Animal Defense Mechanisms – Now with Cool Glow-in-the-Dark Capabilities!
This is so cool. I read a news snippet in the December issue of Smithsonian Magazine (while hanging out at the optometrist’s office today) that stated that scientists have discovered that nocturnal millipedes in the Great Sequoia National Monument use luminescence (glow-in-the-dark stuff) as a defense mechanism to keep from getting eaten!
It was already known that these millipedes are blind, so the luminescence wasn’t being used to attract mates. To figure out what it was used for, the scientists (from University of Arizona and elsewhere) took a bunch of these millipedes and made some replicates and painted some of the replicates with the luminescent coloring, painted some of the real millipedes with something else (to block the luminescence) and left them in the forest overnight. They found that the real millipedes with blocked luminescence and the non-luminescent replicates were predated by rodents, and the ones with luminescence - real or fake – were left alone. When blind millipedes are disturbed, they generate a hydrogen cyanide toxin (who knew?), so it’s theorized that the luminescence of these animals acts as a defense mechanism - much like the orange and black coloring of monarch butterflies* and the yellow/black coloring of many stinging bees and wasps. I can’t wait to whip this fact out to a bunch of kids then next time I’m talking about bugs. They’ll love it!

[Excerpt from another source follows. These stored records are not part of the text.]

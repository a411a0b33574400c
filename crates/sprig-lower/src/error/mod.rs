//! Error substrate shared by every lowering phase.
//!
//! All failures are [`SprigError`]s: a type, a numeric code, a message, an
//! optional source location and an optional cause. Source excerpts are only
//! computed when a diagnostic is actually rendered.

pub mod codes;
pub mod context;

pub use context::ContextLine;

use once_cell::sync::OnceCell;
use rhizome_sprig_ir::Position;
use rhizome_sprig_sexpr::SExprError;
use std::fmt;
use std::sync::atomic::{AtomicBool, Ordering};
use thiserror::Error;

/// Location of an error in the source.
pub type SourceLocation = Position;

pub type Result<T, E = SprigError> = std::result::Result<T, E>;

/// Error taxonomy.
#[derive(Debug, Clone, Copy, PartialEq, Eq, Hash)]
pub enum ErrorType {
    Parse,
    Import,
    Validation,
    Macro,
    Transform,
    Runtime,
    CodeGen,
}

impl ErrorType {
    pub fn name(self) -> &'static str {
        match self {
            ErrorType::Parse => "ParseError",
            ErrorType::Import => "ImportError",
            ErrorType::Validation => "ValidationError",
            ErrorType::Macro => "MacroError",
            ErrorType::Transform => "TransformError",
            ErrorType::Runtime => "RuntimeError",
            ErrorType::CodeGen => "CodeGenError",
        }
    }
}

impl fmt::Display for ErrorType {
    fn fmt(&self, f: &mut fmt::Formatter<'_>) -> fmt::Result {
        f.write_str(self.name())
    }
}

type Cause = Box<dyn std::error::Error + Send + Sync + 'static>;

/// A located, coded compiler error.
#[derive(Debug, Error)]
#[error("{message}")]
pub struct SprigError {
    error_type: ErrorType,
    code: u32,
    message: String,
    location: Option<SourceLocation>,
    context: OnceCell<Vec<ContextLine>>,
    #[source]
    cause: Option<Cause>,
    reported: AtomicBool,
}

impl SprigError {
    /// Create an error whose code is inferred from the message.
    pub fn new(error_type: ErrorType, message: impl Into<String>) -> Self {
        let message = message.into();
        Self {
            error_type,
            code: codes::infer_code(error_type, &message),
            message,
            location: None,
            context: OnceCell::new(),
            cause: None,
            reported: AtomicBool::new(false),
        }
    }

    pub fn parse(message: impl Into<String>) -> Self {
        Self::new(ErrorType::Parse, message)
    }

    pub fn import(message: impl Into<String>) -> Self {
        Self::new(ErrorType::Import, message)
    }

    pub fn validation(message: impl Into<String>) -> Self {
        Self::new(ErrorType::Validation, message)
    }

    pub fn macro_error(message: impl Into<String>) -> Self {
        Self::new(ErrorType::Macro, message)
    }

    pub fn transform(message: impl Into<String>) -> Self {
        Self::new(ErrorType::Transform, message)
    }

    pub fn runtime(message: impl Into<String>) -> Self {
        Self::new(ErrorType::Runtime, message)
    }

    pub fn codegen(message: impl Into<String>) -> Self {
        Self::new(ErrorType::CodeGen, message)
    }

    /// Override the inferred code.
    pub fn with_code(mut self, code: u32) -> Self {
        self.code = code;
        self
    }

    /// Set the location, replacing any existing one.
    pub fn at(mut self, location: Option<SourceLocation>) -> Self {
        self.location = location;
        self
    }

    /// Set the location only if the error has none yet.
    pub fn or_at(mut self, location: Option<&SourceLocation>) -> Self {
        if self.location.is_none() {
            self.location = location.cloned();
        }
        self
    }

    pub fn with_cause(mut self, cause: impl std::error::Error + Send + Sync + 'static) -> Self {
        self.cause = Some(Box::new(cause));
        self
    }

    /// Wrap an unlocated error from inside `form` into a located transform
    /// error. Errors that already carry a location pass through untouched.
    /// The wrapper always carries the transform-failure code; the inner
    /// error keeps its own as the cause.
    pub fn in_form(self, form: &str, location: Option<&SourceLocation>) -> Self {
        if self.location.is_some() {
            return self;
        }
        let message = format!("Failed to transform {}: {}", form, self.message);
        SprigError::transform(message)
            .with_code(codes::TRANSFORM_FAILED)
            .at(location.cloned())
            .with_cause(self)
    }

    pub fn error_type(&self) -> ErrorType {
        self.error_type
    }

    pub fn code(&self) -> u32 {
        self.code
    }

    pub fn message(&self) -> &str {
        &self.message
    }

    pub fn location(&self) -> Option<&SourceLocation> {
        self.location.as_ref()
    }

    pub fn cause(&self) -> Option<&(dyn std::error::Error + Send + Sync + 'static)> {
        self.cause.as_deref()
    }

    /// Short code label, e.g. `E3001`.
    pub fn code_label(&self) -> String {
        format!("E{:04}", self.code)
    }

    /// Source lines around the error location.
    ///
    /// Computed from `source` on first call and cached; later calls return
    /// the cached lines.
    pub fn context_lines(&self, source: &str) -> &[ContextLine] {
        self.context.get_or_init(|| match &self.location {
            Some(location) => context::extract(source, location),
            None => Vec::new(),
        })
    }

    /// Render the error as header, location, excerpt and caret.
    pub fn format(&self, source: Option<&str>) -> String {
        let mut out = format!(
            "{}[{}]: {}\n",
            self.error_type,
            self.code_label(),
            self.message
        );

        if let Some(location) = &self.location {
            out.push_str(&format!("  --> {}\n", location));
            if let Some(source) = source {
                let lines = self.context_lines(source);
                if !lines.is_empty() {
                    out.push_str(&context::render(lines));
                }
            }
        }

        out
    }

    /// Render the error once. Later calls on the same error return `None`,
    /// so an error caught at several sites is reported a single time.
    pub fn report(&self, source: Option<&str>) -> Option<String> {
        if self.reported.swap(true, Ordering::AcqRel) {
            return None;
        }
        Some(self.format(source))
    }

    pub fn is_reported(&self) -> bool {
        self.reported.load(Ordering::Acquire)
    }
}

impl From<SExprError> for SprigError {
    fn from(err: SExprError) -> Self {
        let location = err.position().cloned();
        let code = match &err {
            SExprError::InvalidNode(_) => codes::INVALID_NODE,
            SExprError::InvalidPosition(_) => codes::INVALID_POSITION,
            SExprError::InvalidPattern { .. } => codes::INVALID_PATTERN,
            SExprError::InvalidParams { .. } => codes::INVALID_PARAMS,
        };
        SprigError::parse(capitalize(&err.to_string()))
            .with_code(code)
            .at(location)
            .with_cause(err)
    }
}

fn capitalize(s: &str) -> String {
    let mut chars = s.chars();
    match chars.next() {
        Some(first) => first.to_uppercase().chain(chars).collect(),
        None => String::new(),
    }
}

*Cool nature fact: Monarch butterflies, like the millipedes are actually toxic to potential predators, so their coloring keeps both them and insect-eating critters safe.
Another cool nature fact: monarchs are toxic due to the fact that their main host plant for egg laying is Milkweed – a plant that produces a toxic, milky liquid which give the monarchs their own toxins (the caterpillars, once hatched from their eggs use the Milkweed as their food source). I recall someone telling me once that the liquid in Milkweed plants contains silicone (don’t know how factual this is), which adds to (or is the direct cause of) the plant’s toxic nature.
Yet another cool nature fact: although the liquid in Milkweed plants is toxic, the flowers, large seed pods and leaves are all edible (when harvested at the correct time – please do some research before eating your first Milkweed plant). Isn’t nature awesome??!!
“The longer I live, the more my mind dwells upon the beauty and wonder of nature.”